Quelques heures avant l’heure prévue de notre rendez-vous virtuel avec Sophia Bel, la sympathique attachée de presse de Bonsound nous souligne par courriel que la nouvelle protégée de l’étiquette montréalaise aime beaucoup discuter en entrevue de son travail de productrice (au sens anglo du terme), et qu’elle coproduit d’ailleurs chacune des pièces de son nouveau mini-album, Princess of the Dead, Vol.II.

Sophia BelBien sûr, tout à fait, avec plaisir: nous nous ferons un point d’honneur de lui en parler. Mais si ta relationniste doit préciser aux journalistes que tu comptes parmi les principales architectes sonores de tes chansons, est-ce à dire qu’il existe encore des gens ayant du mal à concevoir qu’une femme assume de pareilles responsabilités ?

« On dirait que oui », répond Sophia, en direct d’une voiture, alors qu’elle rentre de quelques jours de repos à la campagne. « L’autre fois, je me suis fait demander: Voyage astral [morceau auquel collabore Félix Bélisle de Choses Sauvages], c’est-tu Félix qui l’a fait ? Je ne veux pas enlever du mérite à ceux avec qui je travaille, je ne suis pas toute seule, mais des fois, j’ai l’impression que les gens assument que parce que je suis une femme, je ne touche pas à ça. »

Pour créer la musique ressemblant le plus possible à ce qu’elle avait en tête et dans le cœur, il était devenu impératif que la funeste princesse se mêle de cet aspect crucial de la création.

« J’avais besoin d’avoir du contrôle. Avant, quand je ne produisais pas, j’écrivais au piano ou à la guitare et j’étais à la merci de ce que certains de mes collaborateurs voulaient faire avec mes chansons.
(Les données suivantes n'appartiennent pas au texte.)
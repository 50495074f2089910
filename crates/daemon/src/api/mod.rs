/// REST API module for the FBA ledger daemon
///
/// Wallet endpoints:
/// - key generation and import
/// - balances, history, address validation
/// - sending transfers
///
/// Ledger endpoints:
/// - statistics, confirmed and pending transactions
/// - consensus status and node membership
/// - the genesis faucet

pub mod handlers;
pub mod responses;
pub mod server;

pub use server::{router, ApiServer};
pub use responses::*;
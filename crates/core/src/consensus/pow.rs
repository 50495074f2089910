/// Proof of Work for transactions
///
/// Spam deterrence only: a sender must find a nonce whose transaction digest
/// starts with `difficulty` zero hex characters. Finality comes from the
/// consensus vote, not from the work.
use fba_common::mining::MAX_DIFFICULTY;
use fba_common::TxHash;
use std::sync::atomic::{AtomicBool, Ordering};

/// How often the search loop checks its cancel flag
const CANCEL_CHECK_INTERVAL: u64 = 1024;

/// Result of a successful nonce search
#[derive(Debug, Clone, Copy, PartialEq, Eq)]
pub struct ProofOfWork {
    /// Nonce found during mining
    pub nonce: u64,

    /// Difficulty (number of leading zero hex characters required)
    pub difficulty: u32,

    /// Digest produced by `nonce`
    pub hash: TxHash,

    /// Number of digests computed to find `nonce`
    pub iterations: u64,
}

impl ProofOfWork {
    /// Search nonces from `start_nonce` upwards until `hash_fn(nonce)` meets `difficulty`
    ///
    /// Stops after `max_iterations` digests or when `cancel` is raised.
    pub fn search<F>(
        start_nonce: u64,
        difficulty: u32,
        max_iterations: u64,
        cancel: &AtomicBool,
        hash_fn: F,
    ) -> Result<Self, PowError>
    where
        F: Fn(u64) -> TxHash,
    {
        if difficulty > MAX_DIFFICULTY {
            return Err(PowError::DifficultyTooHigh(difficulty));
        }

        let mut nonce = start_nonce;
        let mut iterations = 0u64;

        loop {
            if iterations >= max_iterations {
                return Err(PowError::Exhausted { iterations });
            }

            if iterations % CANCEL_CHECK_INTERVAL == 0 && cancel.load(Ordering::Relaxed) {
                return Err(PowError::Cancelled { iterations });
            }

            let hash = hash_fn(nonce);
            iterations += 1;

            if Self::meets_difficulty(&hash, difficulty) {
                return Ok(Self {
                    nonce,
                    difficulty,
                    hash,
                    iterations,
                });
            }

            nonce = nonce
                .checked_add(1)
                .ok_or(PowError::Exhausted { iterations })?;
        }
    }

    /// Whether `hash` has at least `difficulty` leading zero hex characters
    pub fn meets_difficulty(hash: &TxHash, difficulty: u32) -> bool {
        hash.leading_zero_nibbles() >= difficulty
    }

    /// Expected number of digests needed for `difficulty`
    pub fn expected_iterations(difficulty: u32) -> u64 {
        16u64.saturating_pow(difficulty)
    }
}

/// Proof-of-work search failures
#[derive(Debug, Clone, PartialEq, Eq, thiserror::Error)]
pub enum PowError {
    #[error("Difficulty {0} exceeds the 64 hex characters of a digest")]
    DifficultyTooHigh(u32),

    #[error("No valid nonce within {iterations} iterations")]
    Exhausted { iterations: u64 },

    #[error("Mining cancelled after {iterations} iterations")]
    Cancelled { iterations: u64 },
}
//! Wallet addresses
//!
//! An address is derived from the wallet's public key:
//! `"fba_" + base58(payload || checksum)` where `payload` is a 20-byte keyed
//! BLAKE3 hash of a 32-byte keyed hash of the public key, and `checksum` is a
//! 4-byte keyed hash of the payload.

use super::PublicKey;
use blake3::Hasher;
use serde::{Deserialize, Serialize};
use std::fmt;
use std::str::FromStr;

/// Prefix carried by every address
pub const ADDRESS_PREFIX: &str = "fba_";

pub const PAYLOAD_LEN: usize = 20;
pub const CHECKSUM_LEN: usize = 4;

const KEY_HASH_CONTEXT: &str = "fba-ledger 2024-01-01 address public key hash";
const PAYLOAD_CONTEXT: &str = "fba-ledger 2024-01-01 address payload";
const CHECKSUM_CONTEXT: &str = "fba-ledger 2024-01-01 address checksum";

/// A decoded wallet address
#[derive(Debug, Clone, Copy, PartialEq, Eq, Hash)]
pub struct Address {
    payload: [u8; PAYLOAD_LEN],
}

impl Address {
    /// Derive the address of a public key
    pub fn from_public_key(public_key: &PublicKey) -> Self {
        let mut key_hash = [0u8; 32];
        keyed_hash(KEY_HASH_CONTEXT, &public_key.as_bytes(), &mut key_hash);

        let mut payload = [0u8; PAYLOAD_LEN];
        keyed_hash(PAYLOAD_CONTEXT, &key_hash, &mut payload);

        Self { payload }
    }

    pub fn payload(&self) -> &[u8; PAYLOAD_LEN] {
        &self.payload
    }

    fn checksum(payload: &[u8]) -> [u8; CHECKSUM_LEN] {
        let mut checksum = [0u8; CHECKSUM_LEN];
        keyed_hash(CHECKSUM_CONTEXT, payload, &mut checksum);
        checksum
    }

    /// Parse and checksum-verify an address string
    pub fn parse(address: &str) -> Result<Self, AddressError> {
        let encoded = address
            .strip_prefix(ADDRESS_PREFIX)
            .ok_or(AddressError::MissingPrefix)?;

        let bytes = bs58::decode(encoded)
            .into_vec()
            .map_err(|_| AddressError::InvalidEncoding)?;

        if bytes.len() != PAYLOAD_LEN + CHECKSUM_LEN {
            return Err(AddressError::InvalidLength(bytes.len()));
        }

        let (payload, checksum) = bytes.split_at(PAYLOAD_LEN);
        if checksum != Self::checksum(payload) {
            return Err(AddressError::ChecksumMismatch);
        }

        let mut array = [0u8; PAYLOAD_LEN];
        array.copy_from_slice(payload);
        Ok(Self { payload: array })
    }

    /// Verify that this address belongs to the given public key
    pub fn verify_public_key(&self, public_key: &PublicKey) -> bool {
        *self == Self::from_public_key(public_key)
    }
}

impl fmt::Display for Address {
    fn fmt(&self, f: &mut fmt::Formatter<'_>) -> fmt::Result {
        let mut bytes = Vec::with_capacity(PAYLOAD_LEN + CHECKSUM_LEN);
        bytes.extend_from_slice(&self.payload);
        bytes.extend_from_slice(&Self::checksum(&self.payload));

        write!(f, "{}{}", ADDRESS_PREFIX, bs58::encode(bytes).into_string())
    }
}

impl FromStr for Address {
    type Err = AddressError;

    fn from_str(s: &str) -> Result<Self, Self::Err> {
        Self::parse(s)
    }
}

fn keyed_hash(context: &str, input: &[u8], out: &mut [u8]) {
    let mut hasher = Hasher::new_derive_key(context);
    hasher.update(input);
    hasher.finalize_xof().fill(out);
}

/// Derive the address string for a public key
pub fn address_of(public_key: &PublicKey) -> String {
    Address::from_public_key(public_key).to_string()
}

/// Check prefix, encoding, length and checksum of an address
pub fn is_valid_address(address: &str) -> bool {
    Address::parse(address).is_ok()
}

/// Descriptive information about a valid address
#[derive(Debug, Clone, PartialEq, Eq, Serialize, Deserialize)]
pub struct AddressInfo {
    pub address: String,
    pub prefix: String,
    pub valid: bool,
    #[serde(rename = "type")]
    pub kind: String,
}

/// Describe `address`, or `None` if it is not valid
pub fn address_info(address: &str) -> Option<AddressInfo> {
    if !is_valid_address(address) {
        return None;
    }

    Some(AddressInfo {
        address: address.to_string(),
        prefix: ADDRESS_PREFIX.to_string(),
        valid: true,
        kind: "FBA Address".to_string(),
    })
}

/// Address errors
#[derive(Debug, Clone, PartialEq, Eq, thiserror::Error)]
pub enum AddressError {
    #[error("Address must start with fba_")]
    MissingPrefix,

    #[error("Invalid base58 encoding")]
    InvalidEncoding,

    #[error("Invalid address length: {0} (expected 24)")]
    InvalidLength(usize),

    #[error("Address checksum mismatch")]
    ChecksumMismatch,
}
Maintenant que je prends plus de place dans la création de l’instrumentation, du vibe musical, j’ai l’impression de pouvoir aller plus au bout de ma vision. Même si bon…je sais que c’est le travail d’une vie d’aller au bout de sa vision. »

Après avoir obtenu près de 600 000 écoutes sur Spotify avec le volume un du dytique Princess of the Dead (lancé en avril 2019), Sophia Bel juxtapose sur cette suite attendue une myriade de références empruntées aux années 90, de la pulsation trance/drum’n’bass de Paralysis, première pièce instrumentale entièrement produite par l’artiste, jusqu’à You’re Not Real You’re Just a Ghost, insolent doigt d’honneur adressé à un amoureux ayant cessé de donner des nouvelles sans explication, un irrésistible brulot catapulté par un refrain jouissivement pop punk, pour lequel nous aurions voté avec enthousiasme au Top5.musiquePlus.com, à l’époque où Avril Lavigne y régnait en reine.
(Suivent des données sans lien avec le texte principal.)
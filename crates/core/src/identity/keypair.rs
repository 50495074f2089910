use ed25519_dalek::{Signature, Signer, SigningKey, Verifier, VerifyingKey};
use rand::rngs::OsRng;
use rand::RngCore;
use serde::{Deserialize, Serialize};
use std::fmt;

/// Length of an Ed25519 seed / secret key
pub const SECRET_KEY_LEN: usize = 32;

/// Length of an Ed25519 public key
pub const PUBLIC_KEY_LEN: usize = 32;

/// Length of an Ed25519 signature
pub const SIGNATURE_LEN: usize = 64;

/// A wallet keypair used to sign transactions
#[derive(Clone)]
pub struct KeyPair {
    signing_key: SigningKey,
    verifying_key: VerifyingKey,
}

impl KeyPair {
    /// Generate a new random keypair
    pub fn generate() -> Self {
        let mut secret_bytes = [0u8; SECRET_KEY_LEN];
        OsRng.fill_bytes(&mut secret_bytes);
        Self::from_secret_bytes(&secret_bytes)
    }

    /// Create a keypair from a 32-byte secret (the seed)
    pub fn from_secret_bytes(bytes: &[u8; SECRET_KEY_LEN]) -> Self {
        let signing_key = SigningKey::from_bytes(bytes);
        let verifying_key = signing_key.verifying_key();

        Self {
            signing_key,
            verifying_key,
        }
    }

    /// Create a keypair from a hex-encoded secret
    pub fn from_hex(secret_hex: &str) -> Result<Self, KeyPairError> {
        let bytes = decode_fixed::<SECRET_KEY_LEN>(secret_hex.trim())
            .ok_or(KeyPairError::InvalidSecretKey)?;
        Ok(Self::from_secret_bytes(&bytes))
    }

    /// Get the secret key bytes
    pub fn secret_bytes(&self) -> [u8; SECRET_KEY_LEN] {
        self.signing_key.to_bytes()
    }

    pub fn secret_hex(&self) -> String {
        hex::encode(self.secret_bytes())
    }

    /// Get the public key bytes
    pub fn public_bytes(&self) -> [u8; PUBLIC_KEY_LEN] {
        self.verifying_key.to_bytes()
    }

    /// Get the public key
    pub fn public_key(&self) -> PublicKey {
        PublicKey {
            key: self.verifying_key,
        }
    }

    /// Sign a message
    pub fn sign(&self, message: &[u8]) -> Signature64 {
        Signature64(self.signing_key.sign(message).to_bytes())
    }

    /// Verify a signature on a message
    pub fn verify(&self, message: &[u8], signature: &Signature64) -> bool {
        self.public_key().verify(message, signature)
    }
}

impl fmt::Debug for KeyPair {
    fn fmt(&self, f: &mut fmt::Formatter<'_>) -> fmt::Result {
        f.debug_struct("KeyPair")
            .field("public_key", &hex::encode(self.public_bytes()))
            .field("secret_key", &"<redacted>")
            .finish()
    }
}

/// A public key for verifying signatures
#[derive(Clone, Copy, PartialEq, Eq)]
pub struct PublicKey {
    key: VerifyingKey,
}

impl PublicKey {
    /// Create a public key from bytes
    pub fn from_bytes(bytes: &[u8; PUBLIC_KEY_LEN]) -> Result<Self, KeyPairError> {
        let key = VerifyingKey::from_bytes(bytes).map_err(|_| KeyPairError::InvalidPublicKey)?;
        Ok(Self { key })
    }

    pub fn from_hex(public_hex: &str) -> Result<Self, KeyPairError> {
        let bytes = decode_fixed::<PUBLIC_KEY_LEN>(public_hex.trim())
            .ok_or(KeyPairError::InvalidPublicKey)?;
        Self::from_bytes(&bytes)
    }

    /// Get the public key bytes
    pub fn as_bytes(&self) -> [u8; PUBLIC_KEY_LEN] {
        self.key.to_bytes()
    }

    pub fn to_hex(&self) -> String {
        hex::encode(self.as_bytes())
    }

    /// Verify a signature on a message
    pub fn verify(&self, message: &[u8], signature: &Signature64) -> bool {
        self.key
            .verify(message, &Signature::from_bytes(&signature.0))
            .is_ok()
    }
}

impl fmt::Debug for PublicKey {
    fn fmt(&self, f: &mut fmt::Formatter<'_>) -> fmt::Result {
        write!(f, "PublicKey({})", self.to_hex())
    }
}

impl fmt::Display for PublicKey {
    fn fmt(&self, f: &mut fmt::Formatter<'_>) -> fmt::Result {
        write!(f, "{}", self.to_hex())
    }
}

/// Raw Ed25519 signature, hex-encoded on the wire
#[derive(Clone, Copy, PartialEq, Eq)]
pub struct Signature64(pub [u8; SIGNATURE_LEN]);

impl Signature64 {
    pub fn to_hex(&self) -> String {
        hex::encode(self.0)
    }

    pub fn from_hex(s: &str) -> Result<Self, KeyPairError> {
        decode_fixed::<SIGNATURE_LEN>(s.trim())
            .map(Self)
            .ok_or(KeyPairError::InvalidSignature)
    }
}

impl fmt::Debug for Signature64 {
    fn fmt(&self, f: &mut fmt::Formatter<'_>) -> fmt::Result {
        write!(f, "Signature64({}...)", hex::encode(&self.0[..8]))
    }
}

impl Serialize for Signature64 {
    fn serialize<S>(&self, serializer: S) -> Result<S::Ok, S::Error>
    where
        S: serde::Serializer,
    {
        serializer.serialize_str(&self.to_hex())
    }
}

impl<'de> Deserialize<'de> for Signature64 {
    fn deserialize<D>(deserializer: D) -> Result<Self, D::Error>
    where
        D: serde::Deserializer<'de>,
    {
        let s = String::deserialize(deserializer)?;
        Self::from_hex(&s).map_err(serde::de::Error::custom)
    }
}

/// Hex-encoded key material exchanged with the request layer
#[derive(Debug, Clone, PartialEq, Eq, Serialize, Deserialize)]
pub struct HexKeyPair {
    pub private_key: String,
    pub public_key: String,
}

impl From<&KeyPair> for HexKeyPair {
    fn from(keypair: &KeyPair) -> Self {
        Self {
            private_key: keypair.secret_hex(),
            public_key: keypair.public_key().to_hex(),
        }
    }
}

/// Generate a fresh keypair, hex-encoded
pub fn generate_keypair() -> HexKeyPair {
    HexKeyPair::from(&KeyPair::generate())
}

/// Generate a random 32-byte seed, hex-encoded
pub fn generate_seed() -> String {
    let mut seed = [0u8; SECRET_KEY_LEN];
    OsRng.fill_bytes(&mut seed);
    hex::encode(seed)
}

/// Derive a keypair from a hex seed
pub fn keypair_from_seed(seed_hex: &str) -> Result<HexKeyPair, KeyPairError> {
    KeyPair::from_hex(seed_hex).map(|kp| HexKeyPair::from(&kp))
}

/// Sign `message` with a hex private key, returning a hex signature
pub fn sign_message(private_key_hex: &str, message: &[u8]) -> Result<String, KeyPairError> {
    let keypair = KeyPair::from_hex(private_key_hex)?;
    Ok(keypair.sign(message).to_hex())
}

/// Verify a hex signature; malformed inputs verify as `false`
pub fn verify_signature(public_key_hex: &str, message: &[u8], signature_hex: &str) -> bool {
    let Ok(public_key) = PublicKey::from_hex(public_key_hex) else {
        return false;
    };
    let Ok(signature) = Signature64::from_hex(signature_hex) else {
        return false;
    };
    public_key.verify(message, &signature)
}

fn decode_fixed<const N: usize>(s: &str) -> Option<[u8; N]> {
    let bytes = hex::decode(s).ok()?;
    bytes.try_into().ok()
}

/// Errors related to keypair operations
#[derive(Debug, Clone, PartialEq, Eq, thiserror::Error)]
pub enum KeyPairError {
    #[error("Invalid secret key")]
    InvalidSecretKey,

    #[error("Invalid public key")]
    InvalidPublicKey,

    #[error("Invalid signature")]
    InvalidSignature,
}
« Quand je niaise devant un micro, je prends souvent un ton un peu à la Blink-82. J’aime le côté relatable, honnête, du pop punk. Mais je n’avais jamais osé chanter comme ça pour vrai avant », dit-elle en se rappelant les excursions familiales en voiture, lors desquelles son grand frère prenait le contrôle de la radio, avec ses disques de Good Charlotte. Sophia aura elle-même sa propre période emo plus tard, ce qui lui méritera d’être affublée par quelques garçons mesquins du surnom de princess of the dead, qu’elle se réapproprie aujourd’hui. Rira bien qui rira la dernière.

« Quand on a écrit You’re Not Real…, je venais de me faire ghost et je vivais vraiment une grosse frustration. C’est là que CRi [parmi les principaux collaborateurs du mini-album] m’a passé sa guitare et m’a dit: Joue. Plutôt que de répondre Mais non, je ne suis pas tant bonne à la guit!, je me suis mise à jouer, il s’est mis à faire les percussions et c’est devenu le véhicule parfait pour me libérer de mes frustrations. »

Et pour se moquer un peu d’elle-même, en surjouant la colère qui l’envahissait alors ? « Oui ! Je veux toujours amener un élément qui montre que je ne me prends pas trop au sérieux. La chanson, c’est aussi une critique de moi qui ne sait pas comment communiquer. C’était comme retomber quand j’avais quinze ans et que je me sentais rejet et que j’écoutais du Fall Out Boy qui chiale. »

Le même mélange d’éclatante sincérité et de douce ironie est à l’œuvre dans Voyage astral, sa première tentative dans la langue de Ten Zen, une vaporeuse méditation trip-hop sur le retour à l’état primal que permettrait la pratique ésotérique que célèbre le titre. L’aspect le plus propre à la décennie 90 de Princess of the Dead, Vol.II tient d’ailleurs sans doute à ce butinage entre les genres musicaux, dont Beck ou Bran Van 3000 étaient passés maîtres.

« Voyage astral, c’est une chanson sur les nombreuses vies qu’on peut vivre dans une même vie, mais je trouvais ça drôle d’en parler en exagérant un peu tout ce qui peut faire penser au new age revival auquel on assiste chez les millenials et chez la Gen Z. »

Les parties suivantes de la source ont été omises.